Nomeei essa seção de ―o início de um debate sobre lugar de fala‖ e chego a esse ponto do texto compreendendo que meu lugar de fala se constitui enquanto lugar de multi-posicionalidades, no qual me vejo atravessada por um conjunto de elementos que me situam em relações e em espaços diversos. Enquanto mulher, enquanto antropóloga, enquanto alguém que pesquisa o norte, que se propôs a trabalhar com religiões de matriz africana, sem, contudo, ser afro-religiosa, socialmente considerada uma mulher branca, mas que também nasceu e viveu toda a sua vida em uma cidade no norte do país e que estuda agora em uma universidade do centro-sul. Acredito que essas multi- posicionalidades que me atravessam e constituem igualmente influenciam o olhar que lanço, neste caso, sobre o campo.

A partir de outros termos, Stuart Hall (1996) fala sobre diversos pertencimentos e posicionalidades ao abordar sua experiência enquanto um intelectual diaspórico. O autor reconstrói sua trajetória e a constituição de sua identidade, atravessada por recortes familiares em contexto colonial na Jamaica, formulando a partir disso uma reflexão em termos do que vai chamar de uma experiência diaspórica. Ao migrar para a

Inglaterra Hall se depara com um sentimento de duplo pertencimento, simultaneamente a um não-pertencimento a lugar nenhum. Em diálogo com Simmel, o autor nomeia esse sentimento de ―um estranho familiar‖, concomitantemente ser de dentro e de fora.

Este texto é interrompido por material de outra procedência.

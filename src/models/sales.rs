// src/models/sales.rs

use chrono::{DateTime, Utc};
use rust_decimal::Decimal;
use serde::{Deserialize, Serialize};
use utoipa::ToSchema;
use validator::Validate;

use crate::{
    common::{error::AppError, money},
    models::service_order::validate_not_negative,
};

#[derive(Debug, Clone, Copy, PartialEq, Eq, Serialize, Deserialize, sqlx::Type, ToSchema)]
#[sqlx(type_name = "payment_method", rename_all = "lowercase")]
#[serde(rename_all = "lowercase")]
pub enum PaymentMethod {
    Credit,
    Debit,
    Money,
    Pix,
}

#[derive(Debug, Clone, Copy, PartialEq, Eq, Serialize, Deserialize, sqlx::Type, ToSchema)]
#[sqlx(type_name = "sale_status", rename_all = "lowercase")]
#[serde(rename_all = "lowercase")]
pub enum SaleStatus {
    Completed,
    Cancelled,
}

#[derive(Debug, Clone, PartialEq, Serialize, Deserialize, ToSchema)]
#[serde(rename_all = "camelCase")]
pub struct SaleItem {
    pub product_id: String,
    pub description: String,
    pub quantity: i32,
    pub unit_price: Decimal,
    pub total: Decimal,
}

#[derive(Debug, Clone, PartialEq, Serialize, Deserialize, ToSchema)]
#[serde(rename_all = "camelCase")]
pub struct Sale {
    #[schema(example = "V-1718035200000")]
    pub id: String,
    pub created_at: DateTime<Utc>,
    pub client_id: Option<String>,
    pub customer_name: String,
    pub items: Vec<SaleItem>,
    pub total_value: Decimal,
    pub payment_method: PaymentMethod,
    pub status: SaleStatus,
}

// --- Payloads ---

#[derive(Debug, Clone, Serialize, Deserialize, Validate, ToSchema)]
#[serde(rename_all = "camelCase")]
pub struct NewSaleItem {
    #[validate(length(min = 1, message = "O produto é obrigatório."))]
    pub product_id: String,

    #[serde(default)]
    pub description: String,

    #[validate(range(min = 1, message = "A quantidade deve ser no mínimo 1."))]
    pub quantity: i32,

    #[validate(custom(function = "validate_not_negative"))]
    pub unit_price: Decimal,
}

#[derive(Debug, Clone, Deserialize, Validate, ToSchema)]
#[serde(rename_all = "camelCase")]
pub struct NewSale {
    pub client_id: Option<String>,

    #[serde(default)]
    pub customer_name: String,

    #[validate(length(min = 1, message = "A venda precisa de ao menos um item."), nested)]
    pub items: Vec<NewSaleItem>,

    pub payment_method: PaymentMethod,
}

/// Venda já calculada, pronta para o store persistir.
#[derive(Debug, Clone, PartialEq)]
pub struct SaleDraft {
    pub client_id: Option<String>,
    pub customer_name: String,
    pub items: Vec<SaleItem>,
    pub total_value: Decimal,
    pub payment_method: PaymentMethod,
}

impl SaleDraft {
    pub fn from_new(new: NewSale) -> Result<Self, AppError> {
        let items = new
            .items
            .into_iter()
            .map(|item| {
                Ok(SaleItem {
                    total: money::line_total(item.unit_price, item.quantity)?,
                    product_id: item.product_id,
                    description: item.description,
                    quantity: item.quantity,
                    unit_price: item.unit_price,
                })
            })
            .collect::<Result<Vec<SaleItem>, AppError>>()?;
        let total_value = money::checked_sum(items.iter().map(|i| i.total))?;

        Ok(Self {
            client_id: new.client_id,
            customer_name: new.customer_name,
            items,
            total_value,
            payment_method: new.payment_method,
        })
    }

    pub fn into_sale(self, id: String, created_at: DateTime<Utc>) -> Sale {
        Sale {
            id,
            created_at,
            client_id: self.client_id,
            customer_name: self.customer_name,
            items: self.items,
            total_value: self.total_value,
            payment_method: self.payment_method,
            status: SaleStatus::Completed,
        }
    }
}

/// Resposta do registro de venda: a venda e a entrada lançada no caixa.
#[derive(Debug, Clone, Serialize, ToSchema)]
#[serde(rename_all = "camelCase")]
pub struct SaleReceipt {
    pub sale: Sale,
    pub transaction: crate::models::finance::Transaction,
}

#[cfg(test)]
mod tests {
    use super::*;
    use rust_decimal_macros::dec;

    fn item(unit_price: Decimal, quantity: i32) -> NewSaleItem {
        NewSaleItem {
            product_id: "1234".into(),
            description: "Carregador".into(),
            quantity,
            unit_price,
        }
    }

    fn sale(items: Vec<NewSaleItem>) -> NewSale {
        NewSale {
            client_id: None,
            customer_name: "Balcão".into(),
            items,
            payment_method: PaymentMethod::Money,
        }
    }

    #[test]
    fn draft_totals_every_line() {
        let draft = SaleDraft::from_new(sale(vec![item(dec!(35), 2), item(dec!(9.90), 1)])).unwrap();
        assert_eq!(draft.items[0].total, dec!(70));
        assert_eq!(draft.total_value, dec!(79.90));
    }

    #[test]
    fn oversized_prices_are_invalid_input() {
        let err = SaleDraft::from_new(sale(vec![item(Decimal::MAX, 2)])).unwrap_err();
        assert!(matches!(err, AppError::InvalidInput(_)));

        let err = SaleDraft::from_new(sale(vec![item(Decimal::MAX, 1), item(dec!(1), 1)])).unwrap_err();
        assert!(matches!(err, AppError::InvalidInput(_)));
    }

    #[test]
    fn empty_item_list_fails_validation() {
        assert!(sale(vec![]).validate().is_err());
        assert!(sale(vec![item(dec!(10), 1)]).validate().is_ok());
    }
}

A sofisticação da reflexão que Stuart Hall elabora a partir do acúmulo de suas experiências pessoais, familiares, acadêmicas, me inspira de maneira singular a compreender de que modo o que estou chamando de multi-posicionalidades, para me referir à minha própria trajetória, podem ser decisivas na constituição pessoal e intelectual.

Foi um pouco dessa discussão que julguei necessária para iniciar a dissertação. Considerando todos esses elementos, as motivações, as frustrações vividas e canalizadas para a produção da dissertação, os aprendizados que obtive em contato com o a bibliografia e com o campo. Tudo isso foi delineando as escolhas pela questão sobre a qual agora me debruço, a temática e o recorte. Em linhas gerais, este capítulo serviu como uma introdução em que o percurso de mais de quatro anos em campo foi sendo desenhado para a leitora. Assim, tendo conseguido estabelecer os primeiros panoramas e contextos nas linhas deste capítulo, sigamos o enredo que estamos a tecer aqui, que agora nos levará para uma discussão sobre o contexto da Amazônia, no que se refere à presença da população negra e a afro-religiosidade, de modo que possamos compreender sobre qual cenário se estabelece nossa discussão acerca dos saberes mobilizados e articulados no chão do terreiro.